◆ TO DO
Your answer should hold every line of the records below that contains the string "AttachmentUpload".

Stored data entries
------------------------
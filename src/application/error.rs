use thiserror::Error;

use crate::backend::ActorError;
use crate::domain::error::DomainError;

#[derive(Debug, Error)]
pub enum AppError {
    #[error(transparent)]
    Domain(#[from] DomainError),
    #[error(transparent)]
    Actor(#[from] ActorError),
}

impl AppError {
    /// Whether the failure came from caller-side input validation, meaning no
    /// remote call was made.
    pub fn is_validation(&self) -> bool {
        matches!(self, Self::Domain(error) if error.is_validation())
    }
}
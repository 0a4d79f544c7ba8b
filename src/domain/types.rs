//! Shared domain enumerations aligned with the backend actor's wire values.

use serde::{Deserialize, Serialize};

#[derive(Debug, Clone, Copy, PartialEq, Eq, Hash, Serialize, Deserialize)]
#[serde(rename_all = "snake_case")]
pub enum OrderStatus {
    Pending,
    Confirmed,
    Completed,
    Cancelled,
}

impl OrderStatus {
    pub fn as_str(self) -> &'static str {
        match self {
            OrderStatus::Pending => "pending",
            OrderStatus::Confirmed => "confirmed",
            OrderStatus::Completed => "completed",
            OrderStatus::Cancelled => "cancelled",
        }
    }

    /// Whether the order can still move to another status.
    pub fn is_open(self) -> bool {
        matches!(self, OrderStatus::Pending | OrderStatus::Confirmed)
    }
}

impl TryFrom<&str> for OrderStatus {
    type Error = ();

    fn try_from(value: &str) -> Result<Self, Self::Error> {
        match value {
            "pending" => Ok(OrderStatus::Pending),
            "confirmed" => Ok(OrderStatus::Confirmed),
            "completed" => Ok(OrderStatus::Completed),
            "cancelled" => Ok(OrderStatus::Cancelled),
            _ => Err(()),
        }
    }
}

#[derive(Debug, Clone, Copy, PartialEq, Eq, Hash, Serialize, Deserialize)]
#[serde(rename_all = "snake_case")]
pub enum UserRole {
    Admin,
    User,
    Guest,
}

impl UserRole {
    pub fn as_str(self) -> &'static str {
        match self {
            UserRole::Admin => "admin",
            UserRole::User => "user",
            UserRole::Guest => "guest",
        }
    }

    pub fn is_admin(self) -> bool {
        matches!(self, UserRole::Admin)
    }
}

impl TryFrom<&str> for UserRole {
    type Error = ();

    fn try_from(value: &str) -> Result<Self, Self::Error> {
        match value {
            "admin" => Ok(UserRole::Admin),
            "user" => Ok(UserRole::User),
            "guest" => Ok(UserRole::Guest),
            _ => Err(()),
        }
    }
}

/// Where a transcript entry originated.
#[derive(Debug, Clone, Copy, PartialEq, Eq, Serialize, Deserialize)]
#[serde(rename_all = "snake_case")]
pub enum MessageOrigin {
    Own,
    Remote,
}

#[cfg(test)]
mod tests {
    use super::*;

    #[test]
    fn order_status_round_trips() {
        for status in [
            OrderStatus::Pending,
            OrderStatus::Confirmed,
            OrderStatus::Completed,
            OrderStatus::Cancelled,
        ] {
            assert_eq!(OrderStatus::try_from(status.as_str()), Ok(status));
        }
        assert!(OrderStatus::try_from("shipped").is_err());
    }

    #[test]
    fn user_role_round_trips() {
        for role in [UserRole::Admin, UserRole::User, UserRole::Guest] {
            assert_eq!(UserRole::try_from(role.as_str()), Ok(role));
        }
        assert!(UserRole::try_from("owner").is_err());
    }

    #[test]
    fn open_statuses() {
        assert!(OrderStatus::Pending.is_open());
        assert!(OrderStatus::Confirmed.is_open());
        assert!(!OrderStatus::Completed.is_open());
        assert!(!OrderStatus::Cancelled.is_open());
    }

    #[test]
    fn serde_uses_snake_case() {
        let json = serde_json::to_string(&OrderStatus::Cancelled).expect("serialize status");
        assert_eq!(json, "\"cancelled\"");
        let role: UserRole = serde_json::from_str("\"guest\"").expect("deserialize role");
        assert_eq!(role, UserRole::Guest);
    }
}
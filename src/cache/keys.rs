//! Resource key definitions.
//!
//! A [`ResourceKey`] names one logical remote-backed value the query cache
//! tracks. Keys are stable for the lifetime of a session.

#[derive(Debug, Clone, Copy, PartialEq, Eq, Hash)]
pub enum ResourceKey {
    /// The watch catalog.
    Watches,
    /// All order records.
    Orders,
    /// The full message and reply tree.
    Messages,
    /// Whether the caller is an admin.
    IsAdmin,
    /// The caller's saved profile.
    CallerProfile,
}

impl ResourceKey {
    pub const ALL: [ResourceKey; 5] = [
        ResourceKey::Watches,
        ResourceKey::Orders,
        ResourceKey::Messages,
        ResourceKey::IsAdmin,
        ResourceKey::CallerProfile,
    ];

    pub fn as_str(self) -> &'static str {
        match self {
            ResourceKey::Watches => "watches",
            ResourceKey::Orders => "orders",
            ResourceKey::Messages => "messages",
            ResourceKey::IsAdmin => "is_admin",
            ResourceKey::CallerProfile => "caller_profile",
        }
    }
}
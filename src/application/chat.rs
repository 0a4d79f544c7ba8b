//! Optimistic chat session.
//!
//! The transcript is a local echo: a message enters it before the remote send
//! is attempted and stays there whatever the outcome. Delivery failures are
//! surfaced as an error notice only; the transcript is never reconciled
//! against the server-side message history and failed sends are not retried.

use std::sync::Arc;

use time::OffsetDateTime;
use tracing::debug;
use url::Url;
use uuid::Uuid;

use crate::domain::blob::ExternalBlob;
use crate::domain::entities::MessageId;
use crate::domain::error::DomainError;
use crate::domain::forms::{AttachmentUpload, ChatDraft};
use crate::domain::types::MessageOrigin;

use super::mutations::MutationExecutor;
use super::notices::NoticeSink;

/// Delivery outcome of a locally echoed message.
#[derive(Debug, Clone, Copy, PartialEq, Eq)]
pub enum Delivery {
    /// The remote send is still in flight.
    Sending,
    /// The backend acknowledged the message.
    Confirmed(MessageId),
    /// The remote send failed; the message remains in the transcript.
    Failed,
}

/// One transcript entry. Identified by a client-side id, never by the
/// backend's.
#[derive(Debug, Clone)]
pub struct LocalMessage {
    pub id: Uuid,
    pub sender_name: String,
    pub text: String,
    pub preview: Option<Url>,
    pub timestamp: OffsetDateTime,
    pub origin: MessageOrigin,
    pub delivery: Delivery,
}

/// What `send` tells the caller about the attempt it just made.
#[derive(Debug, Clone, Copy)]
pub struct SendReceipt {
    pub local_id: Uuid,
    pub delivery: Delivery,
}

struct StagedAttachment {
    upload: AttachmentUpload,
    preview: Url,
}

/// Per-user chat state: sender identity, one staged attachment, and the
/// optimistic transcript.
pub struct ChatSession {
    mutations: MutationExecutor,
    notices: Arc<dyn NoticeSink>,
    sender_name: Option<String>,
    transcript: Vec<LocalMessage>,
    attachment: Option<StagedAttachment>,
}

impl ChatSession {
    pub fn new(mutations: MutationExecutor, notices: Arc<dyn NoticeSink>) -> Self {
        Self {
            mutations,
            notices,
            sender_name: None,
            transcript: Vec::new(),
            attachment: None,
        }
    }

    pub fn set_sender_name(&mut self, name: &str) -> Result<(), DomainError> {
        let trimmed = name.trim();
        if trimmed.is_empty() {
            return Err(DomainError::validation("sender name is required"));
        }
        self.sender_name = Some(trimmed.to_string());
        Ok(())
    }

    pub fn sender_name(&self) -> Option<&str> {
        self.sender_name.as_deref()
    }

    pub fn transcript(&self) -> &[LocalMessage] {
        &self.transcript
    }

    /// Stage an attachment for the next send, replacing any previous one.
    /// Returns the transient preview reference for display while composing.
    pub fn stage_attachment(
        &mut self,
        file_name: &str,
        bytes: impl Into<bytes::Bytes>,
    ) -> Result<Url, DomainError> {
        let upload = AttachmentUpload::new(file_name, bytes)?;
        let preview = upload.preview_url();
        self.attachment = Some(StagedAttachment {
            upload,
            preview: preview.clone(),
        });
        Ok(preview)
    }

    pub fn clear_attachment(&mut self) {
        self.attachment = None;
    }

    pub fn has_attachment(&self) -> bool {
        self.attachment.is_some()
    }

    /// Send a message: echo it into the transcript, then attempt the remote
    /// call exactly once.
    ///
    /// Validation failures return an error and leave the transcript and the
    /// staged attachment untouched. A delivery failure is not an error from
    /// the caller's point of view: the message stays in the transcript marked
    /// [`Delivery::Failed`] and an error notice is raised.
    pub async fn send(&mut self, text: &str) -> Result<SendReceipt, DomainError> {
        let Some(sender_name) = self.sender_name.clone() else {
            return Err(DomainError::validation("sender name is required"));
        };
        let text = text.trim();
        if text.is_empty() && self.attachment.is_none() {
            return Err(DomainError::validation(
                "message text or attachment is required",
            ));
        }

        // Past this point the input is known good; the staged attachment is
        // consumed and the message is echoed before the remote call.
        let staged = self.attachment.take();
        let (image, preview) = match staged {
            Some(staged) => (
                Some(ExternalBlob::from_bytes(staged.upload.into_bytes())),
                Some(staged.preview),
            ),
            None => (None, None),
        };
        let draft = ChatDraft::new(&sender_name, text, image)?;

        let local_id = Uuid::new_v4();
        self.transcript.push(LocalMessage {
            id: local_id,
            sender_name,
            text: text.to_string(),
            preview,
            timestamp: OffsetDateTime::now_utc(),
            origin: MessageOrigin::Own,
            delivery: Delivery::Sending,
        });

        let delivery = match self.mutations.send_message(draft).await {
            Ok(message_id) => {
                debug!(%local_id, %message_id, "message delivered");
                Delivery::Confirmed(message_id)
            }
            Err(error) => {
                debug!(%local_id, %error, "message delivery failed");
                self.notices
                    .error("Failed to send message. Please try again.");
                Delivery::Failed
            }
        };
        if let Some(message) = self.transcript.iter_mut().find(|m| m.id == local_id) {
            message.delivery = delivery;
        }
        Ok(SendReceipt { local_id, delivery })
    }
}
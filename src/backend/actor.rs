//! The remote actor seam.
//!
//! Everything the front-end knows about persistence goes through
//! [`StoreActor`]: given inputs it returns a result or fails. The rest of the
//! crate holds an [`ActorHandle`] so the connection can appear, disappear, or
//! be swapped for a fake in tests.

use std::sync::{Arc, RwLock};

use async_trait::async_trait;
use thiserror::Error;

use crate::domain::blob::ExternalBlob;
use crate::domain::entities::{
    ChatMessage, MessageId, Order, OrderId, UserProfile, Watch, WatchId,
};
use crate::domain::price::Price;
use crate::domain::types::OrderStatus;

use crate::util::lock::{rw_read, rw_write};

const SOURCE: &str = "backend::actor";

#[derive(Debug, Error)]
pub enum ActorError {
    #[error("backend actor is not connected")]
    NotConnected,
    #[error("backend rejected the call: {0}")]
    Rejected(String),
    #[error("remote call failed: {0}")]
    Transport(String),
}

impl ActorError {
    pub fn rejected(message: impl Into<String>) -> Self {
        Self::Rejected(message.into())
    }

    pub fn transport(message: impl Into<String>) -> Self {
        Self::Transport(message.into())
    }
}

/// RPC surface of the storefront backend.
#[async_trait]
pub trait StoreActor: Send + Sync {
    // Catalog
    async fn get_watches(&self) -> Result<Vec<Watch>, ActorError>;
    async fn get_watch_by_id(&self, id: WatchId) -> Result<Watch, ActorError>;
    async fn add_watch(
        &self,
        name: String,
        description: String,
        price: Price,
        image: ExternalBlob,
    ) -> Result<WatchId, ActorError>;
    async fn update_watch(
        &self,
        id: WatchId,
        name: String,
        description: String,
        price: Price,
        published: bool,
    ) -> Result<(), ActorError>;
    async fn delete_watch(&self, id: WatchId) -> Result<(), ActorError>;

    // Orders
    async fn get_orders(&self) -> Result<Vec<Order>, ActorError>;
    async fn place_order(
        &self,
        customer_name: String,
        contact_info: String,
        watch_id: WatchId,
        note: String,
    ) -> Result<OrderId, ActorError>;
    async fn update_order_status(&self, id: OrderId, status: OrderStatus)
    -> Result<(), ActorError>;

    // Chat
    async fn get_all_messages(&self) -> Result<Vec<ChatMessage>, ActorError>;
    async fn send_message(
        &self,
        sender_name: String,
        text: String,
        image: Option<ExternalBlob>,
    ) -> Result<MessageId, ActorError>;
    async fn reply_to_message(
        &self,
        message_id: MessageId,
        reply_text: String,
    ) -> Result<MessageId, ActorError>;

    // Caller identity
    async fn is_caller_admin(&self) -> Result<bool, ActorError>;
    async fn get_caller_profile(&self) -> Result<Option<UserProfile>, ActorError>;
    async fn save_caller_profile(&self, profile: UserProfile) -> Result<(), ActorError>;
}

/// Shared, swappable slot holding the current actor connection.
///
/// Queries treat an empty handle as the not-ready precondition and resolve to
/// defaults; mutations fail fast with [`ActorError::NotConnected`].
#[derive(Clone, Default)]
pub struct ActorHandle {
    inner: Arc<RwLock<Option<Arc<dyn StoreActor>>>>,
}

impl ActorHandle {
    pub fn new() -> Self {
        Self::default()
    }

    /// Build a handle that is already connected.
    pub fn connected(actor: Arc<dyn StoreActor>) -> Self {
        let handle = Self::new();
        handle.connect(actor);
        handle
    }

    pub fn connect(&self, actor: Arc<dyn StoreActor>) {
        *rw_write(&self.inner, SOURCE, "connect") = Some(actor);
    }

    pub fn disconnect(&self) {
        *rw_write(&self.inner, SOURCE, "disconnect") = None;
    }

    pub fn is_ready(&self) -> bool {
        rw_read(&self.inner, SOURCE, "is_ready").is_some()
    }

    /// The current actor, if connected.
    pub fn actor(&self) -> Option<Arc<dyn StoreActor>> {
        rw_read(&self.inner, SOURCE, "actor").clone()
    }

    /// The current actor, or [`ActorError::NotConnected`].
    pub fn require(&self) -> Result<Arc<dyn StoreActor>, ActorError> {
        self.actor().ok_or(ActorError::NotConnected)
    }
}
------------------------
◆ RESPONSE
use crate::domain::forms::{AttachmentUpload, ChatDraft};
    upload: AttachmentUpload,
        let upload = AttachmentUpload::new(file_name, bytes)?;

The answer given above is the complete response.